GA: Well, I mean, I do think that you know, that president Trump is likely to do everything and anything that would be legal to not testify under oath in a deposition. I don’t — that’s not what he would want to do, I would think if he could avoid it. He’s done that in other cases prior to his being elected president.
DJT: And they thought I made statements that were inflammatory in some form, and they, I don’t know, they sent out a notice. I think what was maybe worse than sending out a notice, they went to the press. I don’t understand why, why they did this.
GA: I don’t think that’s what he wants to do now, especially about his relationships with any women, especially those women he might have had sexual relationships with if he did while he was married. I mean, he is alleged now by Stormy Daniels to have sex with her not long after the birth of his child. He is alleged to have had an affair with Karen McDougal. Again, after his little baby was born.
Karen McDougal: The only regret I have about the relationship that I had with Donald was the fact that he was married. If he weren’t married, I wouldn’t have any regrets, because he treated me very kind, he was very respectful. As I told you, it was a good relationship while it happened.
GA: So, this is serious from Melania’s point of view, is my guess, embarrassing to her, probably upsetting to her. I don’t know what she knew when she knew it or what kind of marriage they have or whether she was OK with that. But, you know, this is serious, it’s embarrassing, and I’ve seen polls all day that showed that the majority who watched the interview found that Stormy Daniels was credible and also that Karen McDougal in her interview was credible.

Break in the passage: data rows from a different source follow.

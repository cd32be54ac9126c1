//! Device id 18 — factory/demo modes.

use crate::error::Error;
use crate::packet::{Processor, RawCommand};

pub const DID: u8 = 18;

pub fn enable_desktoy_mode(enable: bool, target: Option<Processor>) -> RawCommand {
    RawCommand::new(DID, 41, target, vec![enable as u8])
}

pub fn get_out_of_box_state(target: Option<Processor>) -> RawCommand {
    RawCommand::new(DID, 43, target, vec![])
}

pub fn decode_out_of_box_state(data: &[u8]) -> Result<bool, Error> {
    data.first().map(|&b| b != 0).ok_or_else(|| Error::Decode("system_mode: empty out-of-box response".into()))
}

pub fn enable_out_of_box_state(enable: bool, target: Option<Processor>) -> RawCommand {
    RawCommand::new(DID, 44, target, vec![enable as u8])
}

Now, Karen McDougal said that both she and Trump said to each other that they loved each other, and that, I mean she portrayed it as a romantic relationship — in other words, not just one about sex.
Stormy Daniels alleged she had sexual activity with Mr. Trump once and she didn’t find him attractive, and she didn’t she say anything about being in love with them or that he was in love with her or that was anything romantic about it. So that’s a very different situation than what Karen McDougal has described.
JS: You know, part of why I wanted to talk to you was to ask you this final question. If you were empowered to depose Trump based on all of these cases, not just the ones that you’re involved with, and you had everything that you know and those attorneys know right now, do you think that your deposition would result in the beginning of the end for his administration? If you were to depose him in that manner?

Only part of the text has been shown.